Top of RECORDS SHOWN

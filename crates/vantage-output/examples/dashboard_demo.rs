//! Build a dashboard from an in-memory price table and print every rendering.

use chrono::NaiveDate;
use vantage_analytics::analyze;
use vantage_data::{PriceTable, Ticker};
use vantage_output::{DashboardBuilder, ExportFormat, Exporter};

fn main() -> Result<(), Box<dyn std::error::Error>> {
    println!("=== Vantage Dashboard Demo ===\n");

    let start = NaiveDate::from_ymd_opt(2024, 1, 2).ok_or("invalid date")?;
    let dates = (0..5).map(|i| start + chrono::Duration::days(i)).collect();

    let petr = Ticker::parse("PETR4")?;
    let vale = Ticker::parse("VALE3")?;
    let table = PriceTable::new(
        dates,
        vec![
            (petr.clone(), vec![36.1, 36.8, 37.2, 36.5, 38.0]),
            (vale.clone(), vec![77.4, 76.0, 75.2, 76.9, 74.8]),
            (Ticker::benchmark(), vec![105.0, 105.6, 104.9, 106.2, 106.8]),
        ],
    )?;

    let report = analyze(&table, &[petr, vale])?;
    let dashboard = DashboardBuilder::new().build(&report);

    println!("{}", dashboard.to_ascii_table());
    println!("{}", dashboard.to_markdown());

    println!("Performance CSV:");
    println!(
        "{}",
        dashboard.performance.export_to_string(ExportFormat::Csv)?
    );

    println!("Risk/Return CSV:");
    println!(
        "{}",
        dashboard.risk_return.export_to_string(ExportFormat::Csv)?
    );

    println!("Cards JSON:");
    println!(
        "{}",
        dashboard.cards.export_to_string(ExportFormat::PrettyJson)?
    );

    Ok(())
}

Bottom of RECORDS SHOWN

### YOUR INSTRUCTIONS
Report the lines above that have the word "parse" in them.

### EXPECTED ANSWER
    let petr = Ticker::parse("PETR4")?;
    let vale = Ticker::parse("VALE3")?;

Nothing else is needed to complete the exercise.